Sketchnoting, Breaking The Rules
EducationPaper-VerenaPaepckeHjletness-VisualEmpowerment2018-POST.png
Sketchnoting, Breaking The Rules
Verena Paepcke-Hjeltness, Teddy Lu
Iowa State University, Purdue University

Design For Visual Empowerment

Sketchnoting, Breaking The Rules
EducationPaper-VerenaPaepckeHjletness-VisualEmpowerment2018-POST.png

In today’s world, the word “Design Thinking” has proliferated into a wide range of processes. As design’s popularity grows, one must wonder “How can we make it more adaptable into the overall process?” Before getting into how it can be done, let’s first observe how it breaks down in history. In pre-Socrates Greece, the understanding of wisdom, then called ‘Sophia’, was defined as ‘the knowing hand’. Thinking and action as well as reflection and production were seen as being a whole and as being equal.
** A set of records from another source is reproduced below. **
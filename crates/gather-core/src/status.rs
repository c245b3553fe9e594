//! Derived event availability.
//!
//! Status is computed on read from the scheduled date and the live
//! enrollment count; it is never persisted and never cached. `now` is always
//! an explicit argument so the computation stays pure and testable.

use chrono::{DateTime, Utc};
use serde::{Deserialize, Serialize};

use crate::event::Event;

/// Availability classification of an event at a given instant.
#[derive(Debug, Clone, Copy, PartialEq, Eq, Serialize, Deserialize)]
#[serde(rename_all = "snake_case")]
pub enum EventStatus {
  /// Open for registration.
  Relevant,
  /// The enrollment count has reached capacity.
  NoPlaces,
  /// The scheduled date is in the past.
  Passed,
}

impl EventStatus {
  /// Strict precedence: a passed event is never reported as full or open,
  /// regardless of its enrollment count.
  pub fn compute(
    date: DateTime<Utc>,
    max_participants: u32,
    enrollment_count: u32,
    now: DateTime<Utc>,
  ) -> Self {
    if date < now {
      Self::Passed
    } else if enrollment_count >= max_participants {
      Self::NoPlaces
    } else {
      Self::Relevant
    }
  }

  pub fn is_passed(&self) -> bool {
    matches!(self, Self::Passed)
  }
}

impl Event {
  /// The event's status at `now`, given the live enrollment count.
  pub fn status_at(&self, enrollment_count: u32, now: DateTime<Utc>) -> EventStatus {
    EventStatus::compute(self.date, self.max_participants, enrollment_count, now)
  }
}
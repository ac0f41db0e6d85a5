use serde::{Deserialize, Serialize};

use crux_core::capability::{Capability, CapabilityContext, Operation};

/// Identifies which recurring task a delay belongs to, so shells can label
/// or coalesce them.
#[derive(Debug, Clone, Copy, PartialEq, Eq, Hash, Serialize, Deserialize)]
#[serde(rename_all = "snake_case")]
pub enum TimerId {
    PositionRefresh,
    ClockTick,
}

#[derive(Debug, Clone, PartialEq, Eq, Serialize, Deserialize)]
pub enum TimerOperation {
    NotifyAfter { id: TimerId, millis: u64 },
}

/// The shell reports the wall-clock time at which the delay elapsed; the
/// core never reads the system clock itself.
#[derive(Debug, Clone, Copy, PartialEq, Eq, Serialize, Deserialize)]
pub struct TimerOutput {
    pub now_ms: u64,
}

impl Operation for TimerOperation {
    type Output = TimerOutput;
}

/// One-shot delays. The core turns these into recurring tasks by re-arming
/// on each tick; stopping is handled in the app by orphaning stale ticks
/// with a generation counter, so no shell-side cancellation is needed.
#[derive(Clone)]
pub struct Timer<Ev> {
    context: CapabilityContext<TimerOperation, Ev>,
}

impl<Ev> Capability<Ev> for Timer<Ev> {
    type Operation = TimerOperation;
    type MappedSelf<MappedEv> = Timer<MappedEv>;

    fn map_event<F, NewEv>(&self, f: F) -> Self::MappedSelf<NewEv>
    where
        F: Fn(NewEv) -> Ev + Send + Sync + 'static,
        Ev: 'static,
        NewEv: 'static,
    {
        Timer::new(self.context.map_event(f))
    }
}

impl<Ev> Timer<Ev>
where
    Ev: 'static,
{
    pub fn new(context: CapabilityContext<TimerOperation, Ev>) -> Self {
        Self { context }
    }

    pub fn notify_after<F>(&self, id: TimerId, millis: u64, make_event: F)
    where
        F: FnOnce(TimerOutput) -> Ev + Send + 'static,
        Ev: Send,
    {
        let context = self.context.clone();
        self.context.spawn(async move {
            let output = context
                .request_from_shell(TimerOperation::NotifyAfter { id, millis })
                .await;
            context.update_app(make_event(output));
        });
    }
}
use std::collections::BTreeMap;

use geojson::FeatureCollection;
use serde::{Deserialize, Serialize};
use tracing::{debug, warn};

use crate::event::{LocationId, TravelModeId};

// --- Wire type from the isochrone service ---
//
// `iso` is an opaque GeoJSON payload; the cache passes it through without
// looking inside. Ring properties are only read by `population_bands` for
// the detail panel.

#[derive(Debug, Clone, PartialEq, Serialize, Deserialize)]
pub struct IsochroneDto {
    pub travel: TravelModeId,
    pub iso: FeatureCollection,
}

// --- Cache entry, keyed by (location, travel mode) ---

#[derive(Debug, Clone, PartialEq, Serialize, Deserialize)]
pub struct IsochroneEntry {
    /// Geometry has been fetched; `geometry` is Some exactly when this is.
    pub retrieved: bool,
    /// The user wants this mode's polygon visible.
    pub selected: bool,
    /// A fetch covering this key has been issued and has not resolved.
    pub in_flight: bool,
    pub geometry: Option<FeatureCollection>,
}

impl IsochroneEntry {
    fn absent() -> Self {
        Self {
            retrieved: false,
            selected: false,
            in_flight: false,
            geometry: None,
        }
    }
}

/// What a `begin_*` call decided: either nothing needs the network, or one
/// request for the listed modes must be issued. The caller owns turning the
/// plan into an HTTP effect; the cache has already marked the keys in flight.
#[derive(Debug, Clone, PartialEq, Eq)]
pub enum FetchPlan {
    Noop,
    Fetch {
        location: LocationId,
        modes: Vec<TravelModeId>,
    },
}

impl FetchPlan {
    pub const fn is_noop(&self) -> bool {
        matches!(self, Self::Noop)
    }
}

/// A selected entry, borrowed from the cache for rendering.
#[derive(Debug, Clone, Copy)]
pub struct SelectedIsochrone<'a> {
    pub location: &'a LocationId,
    pub mode: &'a TravelModeId,
    pub entry: &'a IsochroneEntry,
}

// --- The cache ---
//
// Grows monotonically; entries are never evicted. All mutation goes through
// `begin_ensure` / `begin_toggle` / `complete_fetch` / `fail_fetch`, which
// together guarantee at most one outstanding fetch per key.

#[derive(Debug, Clone, Default, PartialEq, Serialize, Deserialize)]
pub struct IsochroneCache {
    entries: BTreeMap<LocationId, BTreeMap<TravelModeId, IsochroneEntry>>,
}

impl IsochroneCache {
    /// Makes the requested modes available, fetching at most once per key.
    /// Already-retrieved and in-flight modes are left alone; the rest are
    /// marked in flight and returned as a single fetch plan. Calling this
    /// again before the fetch resolves coalesces into the outstanding
    /// request and plans nothing new.
    pub fn begin_ensure(&mut self, location: &LocationId, requested: &[TravelModeId]) -> FetchPlan {
        let slot = self.entries.entry(location.clone()).or_default();
        let mut missing = Vec::new();
        for mode in requested {
            let entry = slot
                .entry(mode.clone())
                .or_insert_with(IsochroneEntry::absent);
            if entry.retrieved || entry.in_flight {
                continue;
            }
            entry.in_flight = true;
            missing.push(mode.clone());
        }
        if missing.is_empty() {
            FetchPlan::Noop
        } else {
            debug!(location = %location, modes = missing.len(), "isochrone fetch planned");
            FetchPlan::Fetch {
                location: location.clone(),
                modes: missing,
            }
        }
    }

    /// Flips visibility for one key, fetching the geometry first if it was
    /// never retrieved. Toggling while that fetch is outstanding only
    /// records the new intent; completion applies whatever intent is latest.
    /// Returns the entry's new state for the caller to render.
    pub fn begin_toggle(
        &mut self,
        location: &LocationId,
        mode: &TravelModeId,
    ) -> (IsochroneEntry, FetchPlan) {
        let slot = self.entries.entry(location.clone()).or_default();
        let entry = slot
            .entry(mode.clone())
            .or_insert_with(IsochroneEntry::absent);

        if entry.retrieved || entry.in_flight {
            entry.selected = !entry.selected;
            return (entry.clone(), FetchPlan::Noop);
        }

        entry.selected = true;
        entry.in_flight = true;
        (
            entry.clone(),
            FetchPlan::Fetch {
                location: location.clone(),
                modes: vec![mode.clone()],
            },
        )
    }

    /// Applies a successful response. Returned modes become retrieved with
    /// their geometry, preserving whatever `selected` intent the entry holds.
    /// Requested modes missing from the response (a partial result) leave
    /// flight state and stay eligible for a later re-fetch; an optimistic
    /// selection on such a mode is dropped, since there is nothing to show.
    pub fn complete_fetch(
        &mut self,
        location: &LocationId,
        requested: &[TravelModeId],
        payload: Vec<IsochroneDto>,
    ) {
        let slot = self.entries.entry(location.clone()).or_default();
        for dto in payload {
            let entry = slot
                .entry(dto.travel.clone())
                .or_insert_with(IsochroneEntry::absent);
            entry.retrieved = true;
            entry.in_flight = false;
            entry.geometry = Some(dto.iso);
        }
        for mode in requested {
            let Some(entry) = slot.get_mut(mode) else {
                continue;
            };
            if !entry.retrieved && entry.in_flight {
                warn!(location = %location, mode = %mode, "isochrone response missing a requested mode");
                entry.in_flight = false;
                entry.selected = false;
            }
        }
    }

    /// Rolls the requested keys back after a failed fetch. Entries return to
    /// not-retrieved, not-in-flight, and an optimistic selection is dropped;
    /// the cache stays consistent for a retry on the next user action.
    pub fn fail_fetch(&mut self, location: &LocationId, requested: &[TravelModeId]) {
        let Some(slot) = self.entries.get_mut(location) else {
            return;
        };
        for mode in requested {
            if let Some(entry) = slot.get_mut(mode) {
                if !entry.retrieved {
                    entry.in_flight = false;
                    entry.selected = false;
                }
            }
        }
    }

    pub fn entry(&self, location: &LocationId, mode: &TravelModeId) -> Option<&IsochroneEntry> {
        self.entries.get(location).and_then(|slot| slot.get(mode))
    }

    /// All entries the user wants visible, recomputed fresh from current
    /// state. Entries still waiting on their geometry are included; renderers
    /// filter on `entry.geometry`.
    pub fn selected_entries(&self) -> impl Iterator<Item = SelectedIsochrone<'_>> {
        self.entries.iter().flat_map(|(location, slot)| {
            slot.iter()
                .filter(|(_, entry)| entry.selected)
                .map(move |(mode, entry)| SelectedIsochrone {
                    location,
                    mode,
                    entry,
                })
        })
    }

    pub fn iter(&self) -> impl Iterator<Item = (&LocationId, &TravelModeId, &IsochroneEntry)> {
        self.entries.iter().flat_map(|(location, slot)| {
            slot.iter().map(move |(mode, entry)| (location, mode, entry))
        })
    }

    pub fn in_flight_count(&self) -> usize {
        self.iter().filter(|(_, _, entry)| entry.in_flight).count()
    }
}

// --- Population bands ---

/// One ring of an isochrone: everywhere reachable within `seconds`, and the
/// population living inside that ring.
#[derive(Debug, Clone, Copy, PartialEq, Eq, Serialize, Deserialize)]
pub struct PopulationBand {
    pub seconds: u32,
    pub population: u64,
}

/// Pulls the `value` / `total_pop` properties the isochrone service attaches
/// to each ring, sorted by time band. Rings without them are skipped.
pub fn population_bands(collection: &FeatureCollection) -> Vec<PopulationBand> {
    let mut bands: Vec<PopulationBand> = collection
        .features
        .iter()
        .filter_map(|feature| {
            let properties = feature.properties.as_ref()?;
            let seconds = properties.get("value")?.as_f64()?;
            let population = properties.get("total_pop")?.as_f64()?;
            if seconds < 0.0 || population < 0.0 {
                return None;
            }
            Some(PopulationBand {
                seconds: seconds.round() as u32,
                population: population.round() as u64,
            })
        })
        .collect();
    bands.sort_by_key(|band| band.seconds);
    bands
}
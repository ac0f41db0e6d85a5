use chrono::{DateTime, TimeZone, Utc};
use url::Url;

use crate::event::{Coordinate, LocationId, SearchMode, Viewport, Zoom};
use crate::isochrones::IsochroneCache;
use crate::locations::{Facility, LibraryEvent, Location, TravelMode};
use crate::theme::Palette;
use crate::{
    CoreError, CLOCK_TICK_INTERVAL_MS, DEFAULT_API_BASE, DEFAULT_MAP_BEARING, DEFAULT_MAP_LAT,
    DEFAULT_MAP_LNG, DEFAULT_MAP_PITCH, DEFAULT_MAP_ZOOM, POSITION_REFRESH_INTERVAL_MS,
};

// --- Configuration, fixed at startup ---

#[derive(Debug, Clone, PartialEq)]
pub struct CoreConfig {
    pub api_base: Url,
    pub refresh_interval_ms: u64,
    pub clock_interval_ms: u64,
    pub palette: Palette,
}

impl Default for CoreConfig {
    fn default() -> Self {
        Self {
            api_base: Url::parse(DEFAULT_API_BASE).expect("default API base is a valid URL"),
            refresh_interval_ms: POSITION_REFRESH_INTERVAL_MS,
            clock_interval_ms: CLOCK_TICK_INTERVAL_MS,
            palette: Palette::default(),
        }
    }
}

// --- Which panel is visible ---
//
// Exactly one is active; opening a detail while another is open replaces it.

#[derive(Debug, Clone, PartialEq, Eq, Default)]
pub enum Panel {
    #[default]
    List,
    Detail(LocationId),
}

impl Panel {
    pub fn current_detail(&self) -> Option<&LocationId> {
        match self {
            Self::List => None,
            Self::Detail(location) => Some(location),
        }
    }
}

// --- Application state ---
//
// Owned exclusively by the core; the cache and position/location data are
// only mutated through `update`.

#[derive(Debug, Clone, PartialEq)]
pub struct Model {
    pub config: CoreConfig,

    pub search_mode: SearchMode,
    pub postcode: Option<String>,
    /// GPS-derived position; replaced together with `locations`, never
    /// merged. Postcode searches do not touch it.
    pub position: Option<Coordinate>,
    pub locations: Vec<Location>,

    pub facilities: Vec<Facility>,
    pub travel_modes: Vec<TravelMode>,
    pub events: Vec<LibraryEvent>,

    pub isochrones: IsochroneCache,

    pub panel: Panel,
    pub viewport: Viewport,

    pub refresh_in_flight: bool,
    pub timers_running: bool,
    /// Bumped on Stopped so delay callbacks armed earlier are orphaned.
    pub timer_generation: u64,
    pub now_ms: Option<u64>,

    pub active_error: Option<CoreError>,
}

impl Default for Model {
    fn default() -> Self {
        Self {
            config: CoreConfig::default(),
            search_mode: SearchMode::Gps,
            postcode: None,
            position: None,
            locations: Vec::new(),
            facilities: Vec::new(),
            travel_modes: Vec::new(),
            events: Vec::new(),
            isochrones: IsochroneCache::default(),
            panel: Panel::default(),
            viewport: default_viewport(),
            refresh_in_flight: false,
            timers_running: false,
            timer_generation: 0,
            now_ms: None,
            active_error: None,
        }
    }
}

impl Model {
    pub fn set_error(&mut self, error: CoreError) {
        self.active_error = Some(error);
    }

    pub fn clear_error(&mut self) {
        self.active_error = None;
    }

    pub fn now(&self) -> Option<DateTime<Utc>> {
        let ms = self.now_ms?;
        Utc.timestamp_millis_opt(ms as i64).single()
    }

    pub fn location(&self, id: &LocationId) -> Option<&Location> {
        self.locations.iter().find(|location| &location.id == id)
    }

    pub fn known_travel_mode_ids(&self) -> Vec<crate::event::TravelModeId> {
        self.travel_modes.iter().map(|mode| mode.id.clone()).collect()
    }
}

fn default_viewport() -> Viewport {
    Viewport {
        center: Coordinate::new(DEFAULT_MAP_LAT, DEFAULT_MAP_LNG)
            .expect("default map center is a valid coordinate"),
        zoom: Zoom::new(DEFAULT_MAP_ZOOM).expect("default map zoom is valid"),
        pitch: DEFAULT_MAP_PITCH,
        bearing: DEFAULT_MAP_BEARING,
    }
}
Later on, in the time of Socrates, Plato, and Aristotle, Sophia was divided into the abstract (the ideal) and the concrete (practical action) as discussed in “The Design Way, Intentional Change in an Unpredictable World” (Nelson & Stolterman 2012). In layman expressions, wisdom has been and for the most part still is divided into thinking and doing.

Design in general and design thinking specifically conjoins these two elements. The iterative process of thinking and doing, applying divergent and convergent thinking is at the core of the design process. As such, divergent thinking refers to broadening one’s standpoint while convergent thinking (and doing) narrows down to the specific. This is continuously applied during all phases from research and concept development to implementation (Hunter 2015; Kolko 2014). In order to freely move from divergent to convergent thinking or from one logic to the other, information has to be synthesized into meaningful knowledge; a skill that has to be acquired and often seems nebulous to non-designers or design novices (Kolko, 2011). Visualization techniques of various forms support this kind of knowledge creation and knowledge transfer. Applying visualization tools from low to high fidelity, designers uncover and communicate problems, identify patterns, tell stories, develop ideas, detail concepts, as well as implement and communicate solutions (Baskinger & Bardel, 2013).